Segment Start: Dataset records
//! User-visible notifications.
//!
//! Every message a run produces goes through one [`Notifier`]. The SiYuan
//! client shows them inside the app; delivery problems are logged and
//! otherwise ignored.

use tracing::{info, warn};

use crate::siyuan::{SiyuanApi, SiyuanClient};

/// Prefix for error notifications.
pub const ERROR_PREFIX: &str = "plugin-memos-sync: ";

/// Sink for run notifications.
pub trait Notifier: Send + Sync {
    fn info(&self, msg: &str) -> impl std::future::Future<Output = ()> + Send;

    fn error(&self, msg: &str) -> impl std::future::Future<Output = ()> + Send;
}

impl Notifier for SiyuanClient {
    async fn info(&self, msg: &str) {
        info!("{msg}");
        if let Err(e) = self.push_msg(msg).await {
            warn!(error = %e, "Failed to push notification");
        }
    }

    async fn error(&self, msg: &str) {
        warn!("{msg}");
        if let Err(e) = self.push_err_msg(&format!("{ERROR_PREFIX}{msg}")).await {
            warn!(error = %e, "Failed to push error notification");
        }
    }
}

/// Notifier that only logs, for commands that must not touch SiYuan.
#[derive(Debug, Clone, Copy, Default)]
pub struct LogNotifier;

impl Notifier for LogNotifier {
    async fn info(&self, msg: &str) {
        info!("{msg}");
    }

    async fn error(&self, msg: &str) {
        warn!("{ERROR_PREFIX}{msg}");
    }
}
Segment End: Dataset records
What you are asked to do: Return a copy of each line in the records above that has "Failed" in it.

Answer to the problem:
            warn!(error = %e, "Failed to push notification");
            warn!(error = %e, "Failed to push error notification");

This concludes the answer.